Chroniqueurs

La violence conjugale, familiale et à caractère sexuel : une affaire personnelle ou professionnelle?

mardi le 22 mars 2022
Modifié à 8 h 37 min le 23 mars 2022
Par Trivium Avocats Notaires Conseils

jbriand@groupetrivium.com

Me Carole-Anne Tremblay (Photo gracieuseté)

Le 6 octobre 2021 entrait en vigueur la Loi modernisant le régime de santé et de sécurité du travail. Cette loi a pour objet de moderniser le régime de santé et de sécurité du travail en matière de prévention et de réparation des lésions professionnelles. Plusieurs changements se veulent d’actualité mais concrètement, quels sont les impacts de cette réforme pour les employeurs et comment doivent-ils s’y conformer? Je vous propose d’y répondre par une brève analyse d’un desdits changements importants.

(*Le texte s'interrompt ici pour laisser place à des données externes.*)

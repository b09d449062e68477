//! Scan point files.
//!
//! A scan point file is a CSV with a `step_index,voltage` header and one
//! step per row.

use super::step_queue::{ScanStep, StepQueue};
use crate::error::{AppResult, ScanError};
use std::path::Path;

/// Read every row of `path` into a [`StepQueue`].
pub fn load_csv(path: impl AsRef<Path>) -> AppResult<StepQueue> {
    let path = path.as_ref();
    let to_error = |source: csv::Error| ScanError::ScanPoints {
        path: path.to_path_buf(),
        source,
    };

    let mut reader = csv::ReaderBuilder::new()
        .trim(csv::Trim::All)
        .from_path(path)
        .map_err(to_error)?;
    let steps = reader
        .deserialize::<ScanStep>()
        .collect::<Result<Vec<_>, _>>()
        .map_err(to_error)?;
    StepQueue::new(steps)
}

/// Write `steps` in the format [`load_csv`] reads.
pub fn write_csv(path: impl AsRef<Path>, steps: &[ScanStep]) -> AppResult<()> {
    let path = path.as_ref();
    let to_error = |source: csv::Error| ScanError::ScanPoints {
        path: path.to_path_buf(),
        source,
    };
    let mut writer = csv::Writer::from_path(path).map_err(to_error)?;
    for step in steps {
        writer.serialize(step).map_err(to_error)?;
    }
    writer.flush()?;
    Ok(())
}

Bien que la Loi modifie aussi la Loi sur les accidents de travail et les maladies professionnelles et édicte un Règlement sur les maladies professionnelles, les changements parmi les plus importants visent la Loi sur la santé et la sécurité au travail. En effet, l’article 139 de la Loi modernisant le régime de santé et de sécurité au travail modifie l’article 51 de la L.s.s.t. en élargissant l’obligation de l’employeur au Québec. Ce dernier se doit de prendre toutes les mesures nécessaires pour assurer la protection de la travailleuse ou du travailleur exposé à une situation de violence physique ou psychologique, y compris une situation de violence conjugale, familiale ou à caractère sexuel. L’employeur est tenu de prendre ces mesures lorsqu’il sait ou devrait raisonnablement savoir que le travailleur est exposé à cette violence.

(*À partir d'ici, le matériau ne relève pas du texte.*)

impl EventPump {
    fn new(kind: EventKind) -> Self {
        Self {
            handler: Arc::new(Mutex::new(None)),
            generation: Arc::new(AtomicU64::new(0)),
            period: None,
            kind,
        }
    }

    fn emit(&self, event: DeviceEvent) -> bool {
        let handler = self.handler.lock().clone();
        match handler {
            Some(handler) => {
                handler(event);
                true
            }
            None => false,
        }
    }

    fn has_callback(&self) -> bool {
        self.handler.lock().is_some()
    }

    fn register(&self, channel: &SimChannel, handler: EventHandler) -> Result<(), DeviceError> {
        if !channel.open.load(Ordering::Acquire) {
            return Err(DeviceError::Inactive);
        }
        self.generation.fetch_add(1, Ordering::SeqCst);
        *self.handler.lock() = Some(handler);
        if let Some(period) = self.period {
            self.spawn(channel, period);
        }
        Ok(())
    }

    fn unregister(&self) {
        self.generation.fetch_add(1, Ordering::SeqCst);
        *self.handler.lock() = None;
    }

    fn spawn(&self, channel: &SimChannel, period: Duration) {
        let generation = self.generation.load(Ordering::SeqCst);
        let current_generation = Arc::clone(&self.generation);
        let handler = Arc::clone(&self.handler);
        let origin = channel.origin;
        let kind = self.kind;
        let model = Mutex::new(channel.model.lock().clone());
        debug!(device = %channel.id, ?kind, period_ms = period.as_millis() as u64, "event pump started");

        std::thread::spawn(move || loop {
            std::thread::sleep(period);
            if current_generation.load(Ordering::SeqCst) != generation {
                break;
            }
            let event = DeviceEvent {
                kind,
                int_value: origin.elapsed().as_millis() as i64,
                dbl_value: model.lock().next_value(),
            };
            let registered = handler.lock().clone();
            match registered {
                Some(callback) => callback(event),
                None => break,
            }
        });
    }
}

// =============================================================================
// MockVoltageSource - Simulated analog output
// =============================================================================

/// Mock analog output with limit and ramp-rate enforcement.
///
/// The ramp takes `|Δv| / max_rate` seconds of simulated time.
pub struct MockVoltageSource {
    id: String,
    claim: ClaimFlag,
    limit: f64,
    max_rate_limit: f64,
    current: Mutex<f64>,
    writes: AtomicU64,
}

impl MockVoltageSource {
    /// Output clamped to ±`limit` volts accepting ramp rates up to
    /// `max_rate_limit` V/s, starting at 0 V.
    pub fn new(limit: f64, max_rate_limit: f64) -> Self {
        Self {
            id: "mock-ao0".to_string(),
            claim: ClaimFlag::new(),
            limit,
            max_rate_limit,
            current: Mutex::new(0.0),
            writes: AtomicU64::new(0),
        }
    }

    /// Current output without awaiting.
    pub fn current(&self) -> f64 {
        *self.current.lock()
    }

    /// Number of successful `set_output` calls.
    pub fn write_count(&self) -> u64 {
        self.writes.load(Ordering::SeqCst)
    }
}

impl DeviceHandle for MockVoltageSource {
    fn device_id(&self) -> &str {
        &self.id
    }

    fn is_open(&self) -> bool {
        true
    }

    fn claim_flag(&self) -> &ClaimFlag {
        &self.claim
    }
}

#[async_trait]
impl VoltageOutput for MockVoltageSource {
    async fn set_output(&self, voltage: f64, max_rate: f64) -> Result<(), DeviceError> {
        if !voltage.is_finite() || voltage.abs() > self.limit {
            return Err(DeviceError::OutOfRange {
                requested: voltage,
                limit: self.limit,
            });
        }
        if !(max_rate > 0.0 && max_rate <= self.max_rate_limit) {
            return Err(DeviceError::RateExceeded {
                requested: max_rate,
                max: self.max_rate_limit,
            });
        }

        let start = self.current();
        let ramp = Duration::from_secs_f64((voltage - start).abs() / max_rate);
        debug!(device = %self.id, from = start, to = voltage, ramp_ms = ramp.as_millis() as u64, "ramping output");
        sleep(ramp).await;

        *self.current.lock() = voltage;
        self.writes.fetch_add(1, Ordering::SeqCst);
        Ok(())
    }

    async fn output(&self) -> f64 {
        self.current()
    }
}

// =============================================================================
// MockWavemeter - Simulated frequency reference
// =============================================================================

/// Mock wavemeter supporting both polled reads and pushed events.
///
/// When an event period is configured, registering a callback starts a
/// background thread that pushes a channel-1 event every period until the
/// callback is unregistered. The event is a frequency event unless the
/// meter was switched to [`MockWavemeter::reporting_wavelength`]. Tests can
/// also push events by hand with [`MockWavemeter::emit`].
pub struct MockWavemeter {
    channel: SimChannel,
    pump: EventPump,
}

Reprenant les définitions de l’INSPQ et du gouvernement du Canada, la CNESST dresse sur sa page une synthèse détaillée des définitions des types de violences, de leurs manifestations en milieu de travail, des obligations des employeurs et des travailleurs à leur prévention, à la reconnaissance des signes et à la possibilité d’un plan de sécurité individuel. Bien entendu, ladite synthèse a comme objectif de sensibiliser les travailleurs et les employeurs, mais également de guider ces derniers dans l’applications des mesures de prévention et d’intervention que la Loi leur demande.

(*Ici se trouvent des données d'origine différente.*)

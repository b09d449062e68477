//! Framed message link over any byte stream.
//!
//! `MessageLink` owns the stream plus a read buffer. Partial frames stay in
//! the buffer between calls, which makes [`MessageLink::recv`] cancel-safe:
//! it can sit inside `tokio::time::timeout` or a `select!` arm and a timeout
//! never loses bytes of a half-received frame.

use super::protocol::Message;
use crate::error::{AppResult, ScanError};
use bytes::{Buf, BytesMut};
use std::time::Duration;
use tokio::io::{AsyncRead, AsyncReadExt, AsyncWrite, AsyncWriteExt};
use tokio::time::timeout;
use tracing::trace;

const READ_CHUNK: usize = 4096;

/// Bidirectional framed link to the peer node.
pub struct MessageLink<S> {
    stream: S,
    read_buf: BytesMut,
    peer: String,
}

impl<S> MessageLink<S>
where
    S: AsyncRead + AsyncWrite + Unpin + Send,
{
    /// Wrap `stream`; `peer` names the other end in logs and errors.
    pub fn new(stream: S, peer: impl Into<String>) -> Self {
        Self {
            stream,
            read_buf: BytesMut::with_capacity(READ_CHUNK),
            peer: peer.into(),
        }
    }

    /// Name of the remote end.
    pub fn peer(&self) -> &str {
        &self.peer
    }

    /// Write one frame and flush it.
    pub async fn send(&mut self, message: &Message) -> AppResult<()> {
        let frame = message.encode();
        trace!(peer = %self.peer, kind = ?message.kind(), bytes = frame.len(), "send");
        self.stream
            .write_all(&frame)
            .await
            .map_err(|e| self.lost(e))?;
        self.stream.flush().await.map_err(|e| self.lost(e))?;
        Ok(())
    }

    /// Next message, or `None` if the peer closed the stream cleanly between
    /// frames.
    ///
    /// # Errors
    /// - `ScanError::Protocol` for an undecodable frame
    /// - `ScanError::ConnectionLost` for a read failure or EOF inside a frame
    pub async fn next_message(&mut self) -> AppResult<Option<Message>> {
        loop {
            if let Some((message, used)) = Message::decode_frame(&self.read_buf)? {
                self.read_buf.advance(used);
                trace!(peer = %self.peer, kind = ?message.kind(), "recv");
                return Ok(Some(message));
            }

            self.read_buf.reserve(READ_CHUNK);
            let n = self
                .stream
                .read_buf(&mut self.read_buf)
                .await
                .map_err(|e| self.lost(e))?;
            if n == 0 {
                if self.read_buf.is_empty() {
                    return Ok(None);
                }
                return Err(ScanError::ConnectionLost(format!(
                    "{} closed the connection mid-frame ({} bytes pending)",
                    self.peer,
                    self.read_buf.len()
                )));
            }
        }
    }

    /// Next message; EOF is a lost connection.
    pub async fn recv(&mut self) -> AppResult<Message> {
        match self.next_message().await? {
            Some(message) => Ok(message),
            None => Err(ScanError::ConnectionLost(format!(
                "{} closed the connection",
                self.peer
            ))),
        }
    }

    /// Like [`MessageLink::recv`] but gives up after `wait`, returning
    /// `Ok(None)`.
    pub async fn recv_timeout(&mut self, wait: Duration) -> AppResult<Option<Message>> {
        match timeout(wait, self.recv()).await {
            Ok(result) => result.map(Some),
            Err(_) => Ok(None),
        }
    }

    fn lost(&self, err: std::io::Error) -> ScanError {
        ScanError::ConnectionLost(format!("{}: {}", self.peer, err))
    }
}
//! Step planning, validation and the retry ledger.

pub mod gate;
pub mod points;
pub mod report;
pub mod retry_ledger;
pub mod runner;
pub mod step_queue;

pub use gate::{StabilityThresholds, StepResult, ValidationGate};
pub use report::ScanReport;
pub use retry_ledger::{FailedStep, RetryLedger};
pub use runner::ScanRunner;
pub use step_queue::{ScanStep, StepQueue};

Ces modifications législatives constituent un changement majeur pour les employeurs québécois qui, anciennement, ne devaient prendre que les mesures nécessaires pour protéger la santé et assurer la sécurité et l’intégrité physique de leurs travailleurs. On peut penser que cette nouvelle disposition s’inscrit dans un climat social beaucoup plus conscientisé qu’à l’origine, à l’image de la société actuelle. De plus, ladite modification législative suit le pas du Règlement sur la prévention du harcèlement et de la violence dans le lieu de travail adopté par le gouvernement fédéral en 2020. Essentiellement, ledit règlement prévoit les mêmes obligations pour un employeur que celles introduites dans la Loi modernisant le régime de santé et de sécurité au travail, c’est-à-dire recenser des facteurs de risques, mettre en place des mesures pour prévenir une telle situation de violence et prévoir un plan d’intervention en présence d’une telle situation.

À ce stade-ci, le Tribunal administratif du travail n’a pas encore eu l’occasion de se prononcer et d’interpréter l’étendue de cette nouvelle obligation. Il sera intéressant pour l’avenir d’en savoir davantage une fois que le Tribunal aura pu statuer sur des demandes concernant l’admissibilité d’une personne victime malgré les mesures mises en place par son employeur, la portée de l’obligation de l’employeur, la cotisation d’assurance payée par l’employeur à la CNESST sera-t-elle réévaluée à la hausse, etc.

Je crois que le législateur a été limpide dans son intention de lutter contre les violences conjugales, familiales et à caractère sexuel, jusqu’à étendre la lutte en milieu de travail. Espérons toutefois que s’il compte impliquer directement les employeurs dans son combat, qu’il les munisse adéquatement pour agir et qu’il s’assure de la bonne formation et conscientisation de chaque employeur pour y parvenir. Après tout, n’est-ce pas à l’avantage de tous, employeurs y compris, qu’un milieu de travail soit exempt de toute violence conjugale, familiale ou à caractère sexuel?